By Robin Wilson, Elisabeth zu Erbach-Schoenberg, Maximilian Albert, Daniel Power, Simon Tudge, Miguel Gonzalez, Sam Guthrie, Heather Chamberlain, Christopher Brooks, Christopher Hughes, Lenka Pitonakova, Caroline Buckee, Xin Lu, Erik Wetter, Andrew J Tatem, and Linus Bengtsson.
The value of CDRs, when integrated with more traditional data sources within modelling frameworks, has been shown across multiple disease, development and disaster scenarios. The field of CDR analytics in the humanitarian space is therefore moving beyond pilot studies and towards a more mature and operationally valuable platform. Here we have shown how this can be achieved in a disaster response situation through the partnership of scientists, mobile network operators and response agencies.
Abstract
Sudden impact disasters often result in the displacement of large numbers of people. These movements can occur prior to events, due to early warning messages, or take place post-event due to damages to shelters and livelihoods as well as a result of long-term reconstruction efforts. Displaced populations are especially vulnerable and often in need of support. However, timely and accurate data on the numbers and destinations of displaced populations are extremely challenging to collect across temporal and spatial scales, especially in the aftermath of disasters. Mobile phone call detail records were shown to be a valid data source for estimates of population movements after the 2010 Haiti earthquake, but their potential to provide near real-time ongoing measurements of population displacements immediately after a natural disaster has not been demonstrated.

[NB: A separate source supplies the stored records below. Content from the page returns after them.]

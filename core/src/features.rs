//! Window feature builder.
//!
//! Turns the run's alert events into one `FeatureRow` per
//! (issuer, lookback window), for every tracked issuer and every configured
//! window, in a single pass over the events. Rows are rebuilt from scratch
//! on every run.

use crate::{
    anomaly::{AlertEvent, AnomalyType},
    combine::combine_components,
    config::ScoringConfig,
    decay::{component_score, RecencyDecay},
    error::ScoreResult,
    types::{AsOfDate, IssuerId, WindowDays},
};
use serde::{Deserialize, Serialize};
use std::collections::BTreeMap;

/// Aggregates for one anomaly type inside one window.
#[derive(Debug, Clone, Copy, Default, PartialEq, Serialize, Deserialize)]
pub struct TypeFeatures {
    pub count: u32,
    pub weighted_severity: f64,
    pub component: f64,
}

#[derive(Debug, Clone, PartialEq, Serialize, Deserialize)]
pub struct FeatureRow {
    /// Every alert in the window, including unrecognised types.
    pub total_alerts: u32,
    pub per_type: BTreeMap<AnomalyType, TypeFeatures>,
    pub window_score: f64,
}

impl FeatureRow {
    /// All-zero row with an entry for every configured anomaly type.
    pub fn zeroed(config: &ScoringConfig) -> Self {
        Self {
            total_alerts: 0,
            per_type: config
                .anomaly_types
                .keys()
                .map(|&t| (t, TypeFeatures::default()))
                .collect(),
            window_score: 0.0,
        }
    }

    pub fn component(&self, anomaly_type: AnomalyType) -> f64 {
        self.per_type.get(&anomaly_type).map_or(0.0, |f| f.component)
    }

    /// Configured types, strongest signal first:
    /// component descending, then raw count descending.
    pub fn ranked_signals(&self) -> Vec<(AnomalyType, TypeFeatures)> {
        let mut signals: Vec<_> = self.per_type.iter().map(|(&t, &f)| (t, f)).collect();
        signals.sort_by(|(_, a), (_, b)| {
            b.component
                .total_cmp(&a.component)
                .then_with(|| b.count.cmp(&a.count))
        });
        signals
    }

    fn finalize(&mut self, config: &ScoringConfig) {
        let mut components = BTreeMap::new();
        for (anomaly_type, features) in self.per_type.iter_mut() {
            let scale = config
                .anomaly_types
                .get(anomaly_type)
                .map_or(0.0, |p| p.saturation_scale);
            features.component = component_score(features.weighted_severity, scale);
            components.insert(*anomaly_type, features.component);
        }
        self.window_score = combine_components(&components, &config.anomaly_types);
    }
}

/// Feature rows for one issuer, keyed by window length.
pub type IssuerWindows = BTreeMap<WindowDays, FeatureRow>;

/// Feature rows for the whole run.
pub type WindowFeatures = BTreeMap<IssuerId, IssuerWindows>;

pub struct WindowFeatureBuilder<'a> {
    config: &'a ScoringConfig,
    decay:  RecencyDecay,
}

impl<'a> WindowFeatureBuilder<'a> {
    pub fn new(config: &'a ScoringConfig) -> Self {
        Self {
            config,
            decay: RecencyDecay::new(config.recency_halflife_days),
        }
    }

    /// Build every (issuer, window) row for `as_of`.
    ///
    /// Events for untracked issuers, dated after `as_of`, or older than the
    /// longest window are skipped. An event counts in every window at least
    /// as long as its age. Fails on the first event with an invalid severity.
    pub fn build(
        &self,
        issuers: &[IssuerId],
        events: &[AlertEvent],
        as_of: AsOfDate,
    ) -> ScoreResult<WindowFeatures> {
        let mut features: WindowFeatures = issuers
            .iter()
            .map(|&issuer| {
                let rows = self
                    .config
                    .windows
                    .keys()
                    .map(|&days| (days, FeatureRow::zeroed(self.config)))
                    .collect();
                (issuer, rows)
            })
            .collect();

        let mut untracked = 0usize;
        let mut unrecognized = 0usize;

        for event in events {
            event.validate()?;

            let Some(rows) = features.get_mut(&event.issuer_id) else {
                untracked += 1;
                continue;
            };
            let age = event.age_days(as_of);
            if age < 0 {
                continue;
            }

            let decayed = self.decay.decayed(event.severity, age);
            let anomaly_type = event
                .anomaly
                .known()
                .filter(|t| self.config.anomaly_types.contains_key(t));
            if anomaly_type.is_none() {
                unrecognized += 1;
            }

            for (&days, row) in rows.iter_mut() {
                if i64::from(days) < age {
                    continue;
                }
                row.total_alerts += 1;
                if let Some(t) = anomaly_type {
                    let entry = row.per_type.entry(t).or_default();
                    entry.count += 1;
                    entry.weighted_severity += decayed;
                }
            }
        }

        for row in features.values_mut().flat_map(|rows| rows.values_mut()) {
            row.finalize(self.config);
        }

        if untracked > 0 {
            log::debug!("Skipped {untracked} alerts for untracked issuers");
        }
        if unrecognized > 0 {
            log::debug!("{unrecognized} alerts carry an unscored anomaly type (counted in totals only)");
        }

        Ok(features)
    }
}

Anomalous flows from the Kathmandu valley, comparing the 10th-14th May with the 20th-24th April.
Methods: A computational architecture and analytical capacity were rapidly deployed within nine days of the Nepal earthquake of 25th April 2015, to provide spatiotemporally detailed estimates of population displacements from call detail records based on movements of 12 million de-identified mobile phones users.
Results: Analysis shows the evolution of population mobility patterns after the earthquake and the patterns of return to affected areas, at a high level of detail. Particularly notable is the movement of an estimated 390,000 people above normal from the Kathmandu valley after the earthquake, with most people moving to surrounding areas and the highly-populated areas in the central southern area of Nepal.
Discussion: This analysis provides an unprecedented level of information about human movement after a natural disaster, provided within a very short timeframe after the earthquake occurred. The patterns revealed using this method are almost impossible to find through other methods, and are of great interest to humanitarian agencies.